# Work order
Beginning with the first line of the entries below, quote each line until you reach and include the line with "fn seeded(names: &[&str])".

# Data shown

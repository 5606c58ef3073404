use std::sync::{
    Arc,
    atomic::{AtomicUsize, Ordering},
};

use tempfile::TempDir;

use raffle_roster::{
    core::store::{RecordStore, Rejected, StoreError},
    persist::{PersistError, PersistResult, RosterSource, memory::MemoryList},
    types::{Entry, Roster},
};

fn seeded(names: &[&str]) -> RecordStore {
    RecordStore::new(Box::new(MemoryList::with_entries(names.iter().copied())))
}

fn rejection(err: StoreError) -> Rejected {
    match err {
        StoreError::Rejected(r) => r,
        other => panic!("expected rejection, got {other:?}"),
    }
}

#[test]
fn add_to_empty_roster_then_list() {
    let store = RecordStore::in_memory();
    assert_eq!(store.add("Alice").expect("add"), vec!["Alice"]);
    assert_eq!(store.list().expect("list"), vec!["Alice"]);
}

#[test]
fn add_trims_and_rejects_empty() {
    let store = RecordStore::in_memory();
    assert_eq!(store.add("  Alice\t").expect("add"), vec!["Alice"]);
    assert_eq!(rejection(store.add("   ").unwrap_err()), Rejected::EmptyName);
    assert_eq!(rejection(store.add("").unwrap_err()), Rejected::EmptyName);
    assert_eq!(store.list().expect("list"), vec!["Alice"]);
}

#[test]
fn names_with_line_breaks_are_rejected() {
    let store = seeded(&["Alice"]);

    for raw in ["Bob\nAlice", "Bob\r\nAlice", "Bob\rCarol", "  Bob\nDave "] {
        let err = rejection(store.add(raw).unwrap_err());
        assert_eq!(err, Rejected::InvalidName(raw.trim().to_string()));
    }
    assert_eq!(store.list().expect("list"), vec!["Alice"]);

    // Surrounding line breaks are trimmed like any other whitespace.
    assert_eq!(store.add("\nBob\r\n").expect("add"), vec!["Alice", "Bob"]);
    assert_eq!(store.list().expect("list"), vec!["Alice", "Bob"]);
}

#[test]
fn duplicate_add_is_rejected_and_roster_unchanged() {
    let store = seeded(&["Alice"]);
    let err = rejection(store.add("Alice").unwrap_err());
    assert_eq!(err, Rejected::Duplicate("Alice".to_string()));
    assert_eq!(rejection(store.add(" Alice ").unwrap_err()), err);
    assert_eq!(store.list().expect("list"), vec!["Alice"]);
}

#[test]
fn delete_missing_name_is_rejected_and_roster_unchanged() {
    let store = seeded(&["Alice", "Bob"]);
    let err = rejection(store.delete("Carol").unwrap_err());
    assert_eq!(err, Rejected::NotFound("Carol".to_string()));
    assert_eq!(store.list().expect("list"), vec!["Alice", "Bob"]);
}

#[test]
fn delete_preserves_order_of_remaining() {
    let store = seeded(&["Alice", "Bob", "Carol", "Dave"]);
    assert_eq!(store.delete("Bob").expect("delete"), vec!["Alice", "Carol", "Dave"]);
    assert_eq!(store.delete(" Dave ").expect("delete"), vec!["Alice", "Carol"]);
    assert_eq!(store.list().expect("list"), vec!["Alice", "Carol"]);
}

#[test]
fn draw_needs_two_entries() {
    let empty = RecordStore::in_memory();
    assert_eq!(
        rejection(empty.draw().unwrap_err()),
        Rejected::InsufficientEntries { count: 0 }
    );

    let single = seeded(&["Alice"]);
    assert_eq!(
        rejection(single.draw().unwrap_err()),
        Rejected::InsufficientEntries { count: 1 }
    );
}

#[test]
fn draw_returns_two_distinct_members() {
    let names = ["Alice", "Bob", "Carol"];
    let store = seeded(&names);
    for _ in 0..100 {
        let pair = store.draw().expect("draw");
        assert_ne!(pair.first, pair.second);
        assert!(names.contains(&pair.first.as_str()));
        assert!(names.contains(&pair.second.as_str()));
    }
    assert_eq!(store.list().expect("list"), names);
}

#[test]
fn rejection_messages_are_displayable() {
    assert_eq!(Rejected::EmptyName.to_string(), "name must not be empty");
    assert_eq!(
        Rejected::InvalidName("a\nb".into()).to_string(),
        "name \"a\\nb\" must not contain line breaks"
    );
    assert_eq!(
        Rejected::Duplicate("Alice".into()).to_string(),
        "name \"Alice\" already exists"
    );
    assert_eq!(
        Rejected::NotFound("Carol".into()).to_string(),
        "name \"Carol\" not found"
    );
    assert_eq!(
        Rejected::InsufficientEntries { count: 1 }.to_string(),
        "need at least 2 names to draw, roster has 1"
    );
}

#[test]
fn file_backed_store_survives_reopen() {
    let tmp = TempDir::new().expect("tmp");
    let path = tmp.path().join("names.txt");

    {
        let store = RecordStore::open(&path).expect("open");
        assert!(path.exists());
        store.add("Alice").expect("add");
        store.add("Bob").expect("add");
        store.delete("Alice").expect("delete");
    }

    let reopened = RecordStore::open(&path).expect("reopen");
    assert_eq!(reopened.path(), Some(path.as_path()));
    assert_eq!(reopened.list().expect("list"), vec!["Bob"]);
}

#[test]
fn store_rereads_file_changed_behind_its_back() {
    let tmp = TempDir::new().expect("tmp");
    let path = tmp.path().join("names.txt");
    let store = RecordStore::open(&path).expect("open");
    store.add("Alice").expect("add");

    std::fs::write(&path, "Alice\nZed\n").expect("external write");
    assert_eq!(store.list().expect("list"), vec!["Alice", "Zed"]);
}

struct FlakySource {
    inner: MemoryList,
    fail_load: bool,
    fail_save: bool,
    saves: Arc<AtomicUsize>,
}

fn io_err() -> std::io::Error {
    std::io::Error::new(std::io::ErrorKind::PermissionDenied, "denied")
}

impl RosterSource for FlakySource {
    fn load(&mut self) -> PersistResult<Roster> {
        if self.fail_load {
            return Err(PersistError::Read {
                path: "flaky".into(),
                source: io_err(),
            });
        }
        self.inner.load()
    }

    fn save(&mut self, entries: &[Entry]) -> PersistResult<()> {
        self.saves.fetch_add(1, Ordering::SeqCst);
        if self.fail_save {
            return Err(PersistError::Write {
                path: "flaky".into(),
                source: io_err(),
            });
        }
        self.inner.save(entries)
    }
}

fn flaky(fail_load: bool, fail_save: bool) -> (RecordStore, Arc<AtomicUsize>) {
    let saves = Arc::new(AtomicUsize::new(0));
    let source = FlakySource {
        inner: MemoryList::with_entries(["Alice", "Bob"]),
        fail_load,
        fail_save,
        saves: Arc::clone(&saves),
    };
    (RecordStore::new(Box::new(source)), saves)
}

#[test]
fn load_failure_aborts_without_saving() {
    let (store, saves) = flaky(true, false);

    assert!(matches!(store.list(), Err(StoreError::Persist(PersistError::Read { .. }))));
    assert!(matches!(store.add("Carol"), Err(StoreError::Persist(_))));
    assert!(matches!(store.delete("Alice"), Err(StoreError::Persist(_))));
    assert!(matches!(store.draw(), Err(StoreError::Persist(_))));
    assert_eq!(saves.load(Ordering::SeqCst), 0);
}

#[test]
fn save_failure_is_reported_and_lock_released() {
    let (store, saves) = flaky(false, true);

    let err = store.add("Carol").unwrap_err();
    assert!(matches!(err, StoreError::Persist(PersistError::Write { .. })));
    assert!(err.rejection().is_none());
    assert_eq!(saves.load(Ordering::SeqCst), 1);

    // Lock must be free again after the failed call.
    assert_eq!(store.list().expect("list"), vec!["Alice", "Bob"]);
}

#[test]
fn rejections_never_save() {
    let (store, saves) = flaky(false, false);

    let _ = store.add("Alice").unwrap_err();
    let _ = store.add(" ").unwrap_err();
    let _ = store.delete("Nobody").unwrap_err();
    let _ = store.draw().expect("draw");
    let _ = store.list().expect("list");
    assert_eq!(saves.load(Ordering::SeqCst), 0);
}
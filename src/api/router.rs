use serde::Serialize;

use crate::{
    core::store::StoreError,
    runtime::handle::{RosterHandle, RuntimeError},
};

use super::{ActionRequest, DrawReply, RosterReply};

/// Path of the list endpoint.
pub const LIST_PATH: &str = "/api/list";
/// Path of the add endpoint.
pub const ADD_PATH: &str = "/api/add";
/// Path of the delete endpoint.
pub const DELETE_PATH: &str = "/api/del";
/// Path of the draw endpoint.
pub const DRAW_PATH: &str = "/api/draw";

/// Reply body of a routed request.
#[derive(Debug, Clone, PartialEq, Eq, Serialize)]
#[serde(untagged)]
pub enum Payload {
    /// List, add and delete replies.
    Roster(RosterReply),
    /// Draw replies.
    Draw(DrawReply),
}

/// Status code plus body, ready for a transport to encode.
#[derive(Debug, Clone, PartialEq, Eq)]
pub struct ApiResponse {
    /// HTTP status code.
    pub status: u16,
    /// Reply body.
    pub payload: Payload,
}

impl ApiResponse {
    fn roster(status: u16, reply: RosterReply) -> Self {
        Self {
            status,
            payload: Payload::Roster(reply),
        }
    }

    fn draw(status: u16, reply: DrawReply) -> Self {
        Self {
            status,
            payload: Payload::Draw(reply),
        }
    }

    /// JSON-encoded body.
    pub fn to_json(&self) -> serde_json::Result<Vec<u8>> {
        serde_json::to_vec(&self.payload)
    }
}

/// Maps `/api/*` requests onto roster operations.
#[derive(Clone)]
pub struct Router {
    handle: RosterHandle,
}

impl Router {
    /// Router over `handle`.
    pub fn new(handle: RosterHandle) -> Self {
        Self { handle }
    }

    /// Underlying handle.
    pub fn handle(&self) -> &RosterHandle {
        &self.handle
    }

    /// Dispatches one request. `method` is compared case-insensitively and
    /// `body` is only decoded for add and delete.
    pub async fn dispatch(&self, method: &str, path: &str, body: &[u8]) -> ApiResponse {
        match path {
            LIST_PATH => match self.handle.list().await {
                Ok(names) => ApiResponse::roster(200, RosterReply::ok(names)),
                Err(err) => roster_failure(err),
            },
            ADD_PATH | DELETE_PATH => {
                if !method.eq_ignore_ascii_case("POST") {
                    return ApiResponse::roster(405, RosterReply::fail(format!("{path} requires POST")));
                }
                let req: ActionRequest = match serde_json::from_slice(body) {
                    Ok(req) => req,
                    Err(err) => {
                        return ApiResponse::roster(400, RosterReply::fail(format!("invalid request body: {err}")));
                    }
                };
                let result = if path == ADD_PATH {
                    self.handle.add(req.name).await
                } else {
                    self.handle.delete(req.name).await
                };
                match result {
                    Ok(names) => ApiResponse::roster(200, RosterReply::ok(names)),
                    Err(err) => roster_failure(err),
                }
            }
            DRAW_PATH => match self.handle.draw().await {
                Ok(pair) => ApiResponse::draw(200, DrawReply::ok(pair)),
                Err(err) => {
                    let status = failure_status(&err);
                    ApiResponse::draw(status, DrawReply::fail(err.to_string()))
                }
            },
            _ => ApiResponse::roster(404, RosterReply::fail(format!("no route for {path}"))),
        }
    }
}

fn roster_failure(err: RuntimeError) -> ApiResponse {
    ApiResponse::roster(failure_status(&err), RosterReply::fail(err.to_string()))
}

fn failure_status(err: &RuntimeError) -> u16 {
    match err {
        RuntimeError::Store(StoreError::Rejected(_)) => 200,
        other => {
            log::warn!(target: "raffle_roster", "roster operation failed: {other}");
            500
        }
    }
}
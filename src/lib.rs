//! File-backed raffle roster with lock-serialized updates and fair pair draws.
//!
//! # Examples
//!
//! Synchronous usage with [`core::store::RecordStore`]:
//! ```
//! use raffle_roster::core::store::{RecordStore, Rejected, StoreError};
//!
//! let store = RecordStore::in_memory();
//! store.add("Alice").expect("add");
//! store.add("  Bob ").expect("add");
//! assert_eq!(store.list().expect("list"), vec!["Alice", "Bob"]);
//!
//! let err = store.add("Alice").unwrap_err();
//! assert!(matches!(err, StoreError::Rejected(Rejected::Duplicate(_))));
//!
//! let pair = store.draw().expect("draw");
//! assert_ne!(pair.first, pair.second);
//! ```
//!
//! Async usage with a file on disk:
//! ```no_run
//! use raffle_roster::{
//!     api::router::Router,
//!     config::RosterConfig,
//!     runtime::handle::RosterHandle,
//! };
//!
//! # #[tokio::main]
//! # async fn main() {
//! let handle = RosterHandle::open(&RosterConfig::default()).expect("open roster");
//! handle.add("Alice").await.expect("add");
//! let router = Router::new(handle);
//! let reply = router.dispatch("GET", "/api/list", b"").await;
//! assert_eq!(reply.status, 200);
//! # }
//! ```
#![deny(missing_docs)]

/// Request/response payloads and path routing.
pub mod api;
/// Startup configuration.
pub mod config;
/// Record store and draw algorithm.
pub mod core;
/// Roster persistence abstraction and backends.
pub mod persist;
/// Async handle and events.
pub mod runtime;
/// Shared roster types.
pub mod types;
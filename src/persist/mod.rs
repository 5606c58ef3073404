pub mod memory;
pub mod text_file;

use std::path::PathBuf;

use thiserror::Error;

use crate::types::{Entry, Roster, normalize_entry};

/// Failure to read or write the backing roster resource.
#[derive(Debug, Error)]
pub enum PersistError {
    /// The resource exists but could not be read.
    #[error("failed to read roster file {path}: {source}")]
    Read {
        /// Backing file path.
        path: PathBuf,
        /// Underlying I/O failure.
        #[source]
        source: std::io::Error,
    },
    /// The resource was missing and could not be created.
    #[error("failed to create roster file {path}: {source}")]
    Create {
        /// Backing file path.
        path: PathBuf,
        /// Underlying I/O failure.
        #[source]
        source: std::io::Error,
    },
    /// The new roster could not be written.
    #[error("failed to write roster file {path}: {source}")]
    Write {
        /// Backing file path.
        path: PathBuf,
        /// Underlying I/O failure.
        #[source]
        source: std::io::Error,
    },
}

/// Result alias for persistence calls.
pub type PersistResult<T> = Result<T, PersistError>;

/// Durable home of a roster.
///
/// Implementations are not synchronized themselves; [`crate::core::store::RecordStore`]
/// serializes every call behind its lock.
pub trait RosterSource: Send {
    /// Reads the full roster. A missing resource reads as empty.
    fn load(&mut self) -> PersistResult<Roster>;
    /// Replaces the full roster with `entries`.
    fn save(&mut self, entries: &[Entry]) -> PersistResult<()>;
}

/// Splits line-oriented text into entries, trimming each line and dropping blanks.
pub fn parse_lines(text: &str) -> Roster {
    text.lines()
        .filter_map(normalize_entry)
        .map(str::to_owned)
        .collect()
}

/// Joins entries with `\n`, without a trailing separator.
pub fn render_lines(entries: &[Entry]) -> String {
    entries.join("\n")
}
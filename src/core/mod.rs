//! Lock-serialized roster store and the draw algorithm.

/// Uniform two-winner selection.
pub mod draw;
/// Mutex-guarded record store.
pub mod store;
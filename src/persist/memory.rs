//! In-process roster source.

use crate::types::{Entry, Roster};

use super::{PersistResult, RosterSource, parse_lines, render_lines};

/// [`RosterSource`] holding the rendered text in memory.
///
/// Saved entries go through the same line rendering and parsing as the file
/// format, so blank or padded names normalize the same way.
#[derive(Debug, Clone, Default)]
pub struct MemoryList {
    text: String,
}

impl MemoryList {
    /// Empty roster.
    pub fn new() -> Self {
        Self::default()
    }

    /// Roster seeded with `entries`.
    pub fn with_entries<I, S>(entries: I) -> Self
    where
        I: IntoIterator<Item = S>,
        S: Into<Entry>,
    {
        let entries: Vec<Entry> = entries.into_iter().map(Into::into).collect();
        Self {
            text: render_lines(&entries),
        }
    }

    /// Raw stored text.
    pub fn text(&self) -> &str {
        &self.text
    }
}

impl RosterSource for MemoryList {
    fn load(&mut self) -> PersistResult<Roster> {
        Ok(parse_lines(&self.text))
    }

    fn save(&mut self, entries: &[Entry]) -> PersistResult<()> {
        self.text = render_lines(entries);
        Ok(())
    }
}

# Answer to this task
repository 5606c58ef3073404
use std::sync::{
    Arc,
    atomic::{AtomicUsize, Ordering},
};

use tempfile::TempDir;

use raffle_roster::{
    core::store::{RecordStore, Rejected, StoreError},
    persist::{PersistError, PersistResult, RosterSource, memory::MemoryList},
    types::{Entry, Roster},
};

fn seeded(names: &[&str]) -> RecordStore {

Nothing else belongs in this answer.